Les rois d’Angleterre garderont longtemps des prétentions sur le royaume de France et se marieront avec des française de la haute noblesse. Les reines anglaises éduqueront leurs enfants en français et une grande partie de la noblesse en fera de même.

Avec le latin, le français restera donc longtemps la langue officielle utilisée pour les documents juridiques ou comptables. Le français fut ainsi la langue du Parlement anglais jusqu'en 1363. Encore aujourd’hui la formule « Le roy le veult » est utilisée pour la promulgation des lois.

Henri IV qui devient roi en 1399 sera le premier roi d’Angleterre dont le français ne sera pas la langue maternelle.

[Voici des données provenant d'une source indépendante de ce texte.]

impl Client {
    /// Create a client with the default [`ClientConfig`].
    pub fn new(sink: impl PacketSink) -> Self {
        Self::with_config(ClientConfig::default(), sink)
    }

    /// Create a [`ClientBuilder`] to customize the config.
    pub fn builder() -> ClientBuilder {
        ClientBuilder::new()
    }

    pub(crate) fn with_config(config: ClientConfig, sink: impl PacketSink) -> Self {
        let dispatcher = Dispatcher::new(
            Arc::new(EventEmitter::new()),
            AckRegistry::new(),
            Arc::new(sink),
        );
        Self {
            inner: Arc::new(ClientInner { config, dispatcher }),
        }
    }

    /// The config of this client.
    pub fn config(&self) -> &ClientConfig {
        &self.inner.config
    }

    /// Create a [`WeakClient`] handle to this client.
    pub fn downgrade(&self) -> WeakClient {
        WeakClient {
            inner: Arc::downgrade(&self.inner),
        }
    }

    /// Register a listener for `event`. See [`EventEmitter::on`].
    ///
    /// Reserved events are [`CONNECT`](crate::event::CONNECT),
    /// [`DISCONNECT`](crate::event::DISCONNECT) and [`ERROR`](crate::event::ERROR),
    /// any other name listens to application events sent by the server.
    ///
    /// A listener capturing a [`Client`] clone keeps the client alive until [`Client::close`]
    /// is called. Capture a [`WeakClient`] from [`Client::downgrade`] instead.
    ///
    /// # Example
    /// ```
    /// # use socketioxide_client::{Client, event::EventArgs};
    /// # let (tx, _rx) = tokio::sync::mpsc::unbounded_channel();
    /// let client = Client::new(tx);
    /// client.on("message", |args: EventArgs| async move {
    ///     let msg: String = args.data().unwrap_or_default();
    ///     println!("received {msg}");
    /// });
    /// ```
    pub fn on<L: Listener>(&self, event: impl Into<Cow<'static, str>>, listener: L) -> SubscriptionId {
        self.emitter().on(event, listener)
    }

    /// Remove a listener previously registered with [`Client::on`].
    pub fn off(&self, subscription: &SubscriptionId) -> bool {
        self.emitter().off(subscription)
    }

    /// Process a packet decoded by the transport. See [`Dispatcher::dispatch`].
    pub fn dispatch(&self, packet: Packet) {
        self.inner.dispatcher.dispatch(packet)
    }

    /// Ask the server to join the default namespace.
    pub fn open(&self) -> Result<(), SendError> {
        self.send(Packet::connect(self.inner.config.default_ns.clone(), None))
    }

    /// Ask the server to join `ns`.
    /// The namespace is joined when the server answers with a connect packet.
    pub fn connect(&self, ns: impl Into<Cow<'static, str>>) -> Result<(), SendError> {
        self.send(Packet::connect(ns, None))
    }

    /// Ask the server to join `ns`, with an auth payload.
    pub fn connect_with_auth<T: ?Sized + Serialize>(
        &self,
        ns: impl Into<Cow<'static, str>>,
        auth: &T,
    ) -> Result<(), SendError> {
        let auth = PayloadValue::from_data(auth)?;
        self.send(Packet::connect(ns, Some(auth)))
    }

    /// Leave `ns`: the server is notified, the pending acks of the namespace are cancelled
    /// and a [`DISCONNECT`] event is emitted with [`DisconnectReason::ClientNSDisconnect`].
    ///
    /// The namespace is left even if the disconnect packet cannot be sent.
    pub fn disconnect(&self, ns: impl Into<Cow<'static, str>>) -> Result<(), SendError> {
        let ns = ns.into();
        let ctx = &self.inner.dispatcher.ctx;
        if !ctx.nsps.leave(&ns) {
            return Err(SocketError::Closed.into());
        }
        let res = self.send(Packet::disconnect(ns.clone()));
        let cancelled = ctx.acks.cancel_ns(&ns);
        tracing::debug!(ns = %ns, cancelled, "namespace left");
        ctx.emitter.emit(
            DISCONNECT,
            EventArgs::Disconnect {
                ns,
                reason: DisconnectReason::ClientNSDisconnect,
            },
        );
        res
    }

    /// Emit an event to the server on a joined namespace, `data` being its single argument.
    ///
    /// `data` goes through serde, which has no notion of binary attachments:
    /// binary arguments must be sent with [`Client::emit_args`].
    pub fn emit<T: ?Sized + Serialize>(
        &self,
        ns: impl Into<Cow<'static, str>>,
        event: impl Into<String>,
        data: &T,
    ) -> Result<(), SendError> {
        let arg = serialize_arg(data)?;
        self.emit_args(ns, event, vec![arg])
    }

    /// Emit an event with a list of arguments.
    ///
    /// The event is sent as a binary event if any argument holds [`PayloadValue::Binary`] nodes,
    /// the attachments being numbered in traversal order.
    pub fn emit_args(
        &self,
        ns: impl Into<Cow<'static, str>>,
        event: impl Into<String>,
        args: Vec<PayloadValue>,
    ) -> Result<(), SendError> {
        let packet = self.event_packet(ns.into(), event.into(), args)?;
        self.send(packet)
    }

    /// Emit an event and wait for the server to acknowledge it,
    /// within the configured [`ack_timeout`](ClientConfig::ack_timeout).
    ///
    /// The returned [`AckResponse`] resolves to the ack payload decoded as `V`.
    /// With `V = PayloadValue` the payload is not decoded and keeps its binary attachments.
    pub fn emit_with_ack<T: ?Sized + Serialize, V: DeserializeOwned + 'static>(
        &self,
        ns: impl Into<Cow<'static, str>>,
        event: impl Into<String>,
        data: &T,
    ) -> Result<AckResponse<V>, SendError> {
        self.emit_with_ack_timeout(ns, event, data, self.inner.config.ack_timeout)
    }

    /// Same as [`Client::emit_with_ack`] with a custom timeout.
    pub fn emit_with_ack_timeout<T: ?Sized + Serialize, V: DeserializeOwned + 'static>(
        &self,
        ns: impl Into<Cow<'static, str>>,
        event: impl Into<String>,
        data: &T,
        timeout: Duration,
    ) -> Result<AckResponse<V>, SendError> {
        let arg = serialize_arg(data)?;
        let response = self.emit_args_with_ack_timeout(ns, event, vec![arg], timeout)?;
        Ok(response.typed())
    }

    /// [`Client::emit_args`] waiting for an acknowledgement,
    /// within the configured [`ack_timeout`](ClientConfig::ack_timeout).
    pub fn emit_args_with_ack(
        &self,
        ns: impl Into<Cow<'static, str>>,
        event: impl Into<String>,
        args: Vec<PayloadValue>,
    ) -> Result<AckResponse<PayloadValue>, SendError> {
        self.emit_args_with_ack_timeout(ns, event, args, self.inner.config.ack_timeout)
    }

    /// Same as [`Client::emit_args_with_ack`] with a custom timeout.
    pub fn emit_args_with_ack_timeout(
        &self,
        ns: impl Into<Cow<'static, str>>,
        event: impl Into<String>,
        args: Vec<PayloadValue>,
        timeout: Duration,
    ) -> Result<AckResponse<PayloadValue>, SendError> {
        let ns = ns.into();
        let mut packet = self.event_packet(ns.clone(), event.into(), args)?;
        let acks = &self.inner.dispatcher.ctx.acks;
        let (ack_id, response) = acks.register(ns.clone(), timeout);
        packet.set_ack_id(ack_id);
        if let Err(e) = self.send(packet) {
            acks.cancel(&ns, ack_id);
            return Err(e);
        }
        Ok(response)
    }

    /// Returns true if `ns` is joined.
    pub fn connected(&self, ns: &str) -> bool {
        self.inner.dispatcher.is_joined(ns)
    }

    /// The namespaces currently joined.
    pub fn namespaces(&self) -> Vec<Cow<'static, str>> {
        self.inner.dispatcher.ctx.nsps.list()
    }

    /// The number of acknowledgements still awaited.
    pub fn pending_acks(&self) -> usize {
        self.inner.dispatcher.acks().pending()
    }

    /// Close the client: every pending ack fails with
    /// [`AckError::Cancelled`](crate::AckError::Cancelled), listeners are removed and
    /// the following packets are ignored. Closing twice has no effect.
    pub fn close(&self) {
        self.inner.close();
    }

    /// Returns true if the client is closed.
    pub fn is_closed(&self) -> bool {
        self.emitter().is_closed()
    }

    fn emitter(&self) -> &Arc<EventEmitter> {
        self.inner.dispatcher.emitter()
    }

    fn event_packet(
        &self,
        ns: Cow<'static, str>,
        event: String,
        args: Vec<PayloadValue>,
    ) -> Result<Packet, SendError> {
        if self.is_closed() || !self.connected(&ns) {
            return Err(SocketError::Closed.into());
        }
        let mut data = Vec::with_capacity(args.len() + 1);
        data.push(PayloadValue::String(event));
        data.extend(args);
        Ok(Packet::event(ns, PayloadValue::Array(data)))
    }

    fn send(&self, packet: Packet) -> Result<(), SendError> {
        if self.is_closed() {
            return Err(SocketError::Closed.into());
        }
        tracing::trace!(kind = ?packet.kind, ns = %packet.ns, "sending packet");
        self.inner.dispatcher.ctx.sink.send(packet)?;
        Ok(())
    }
}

Il faudra attendre 1730 pour que l’anglais ne s’impose dans les tribunaux quand le parlement anglais adopte The proceedings in courts of justice act. Toutefois, encore aujourd’hui la formule "Le roy le veult"  est utilisée pour la promulgation des lois britanniques et que subsitent les devises "Dieu et mon droit " et " Honi soit qui mal y pense".

 

Mots anglais issus du français (ou du franco-normand)

Avec l'arrivée de Guillaume le conquérant et de ses troupes, des centaines de mots normands ou franco-normands deviennent anglais avec la prononciation des autochtones.

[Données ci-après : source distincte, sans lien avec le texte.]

use socketioxide_client_core::Packet;

use super::ProcessCtx;
use crate::{
    errors::DispatchError,
    event::{DISCONNECT, DisconnectReason, EventArgs},
};

/// The transport stays open: other namespaces may still be joined,
/// closing it is up to the listener of the `disconnect` event.
pub(super) fn process(ctx: &ProcessCtx, packet: Packet) -> Result<(), DispatchError> {
    if ctx.nsps.leave(&packet.ns) {
        ctx.acks.cancel_ns(&packet.ns);
    } else {
        tracing::debug!(ns = %packet.ns, "disconnect packet for a namespace that was not joined");
    }
    ctx.emitter.emit(
        DISCONNECT,
        EventArgs::Disconnect {
            ns: packet.ns,
            reason: DisconnectReason::ServerNSDisconnect,
        },
    );
    Ok(())
}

  • afrayé (effrayé) devient afraid
  • atorné (atourné: «nommé») devient atorney
  • boulette devient bullet
  • candeile (chandelle) devient candle
  • couronne devient crown.
  • egle (aigle) devient eagle
  • engigneor (ingénieur) devient engineer
  • escole (l'école) devient school.
  • feire (foire) devient fair
  • gardin (jardin) devient garden
  • geneivre (genièvre) devient gin
  • juel/joel (joyau) devient jewel
  • labour (de labourer) devient labour
  • jaquet (jaquette) devient jacket.
  • maire devient mayor
  • mousseron(le champignon) devient mushroom.
  • nourice devient nurse
  • oile (huile) devient oil
  • oistre/uistre (huître) devient oyster
  • poudre devient poudre
  • quarte (quart) devient quarter
  • roque (roc) devient rock
  • soudier (soldat) devient soldier.
  • Taillour (tailleur) devient tailor.
  • wafre / waufre ( gaufre) devient wafer
  • werre (guerre) devient war
  • etc.

De nombreux autres mots de l'ancien français ont évolué différemment et pris un autre sens de l'autre coté de la Manche. Ainsi  le mot anglais "very" vient de "verai" moyenâgeux devenu "vrai" en français moderne et "very" en anglais.  Le mot latin foris qui désigne tout ce qui est extérieur (à la ville)  est devenu forain en français lequel en arrivant en Angleterre est devenu une personne de l'étranger : foreign.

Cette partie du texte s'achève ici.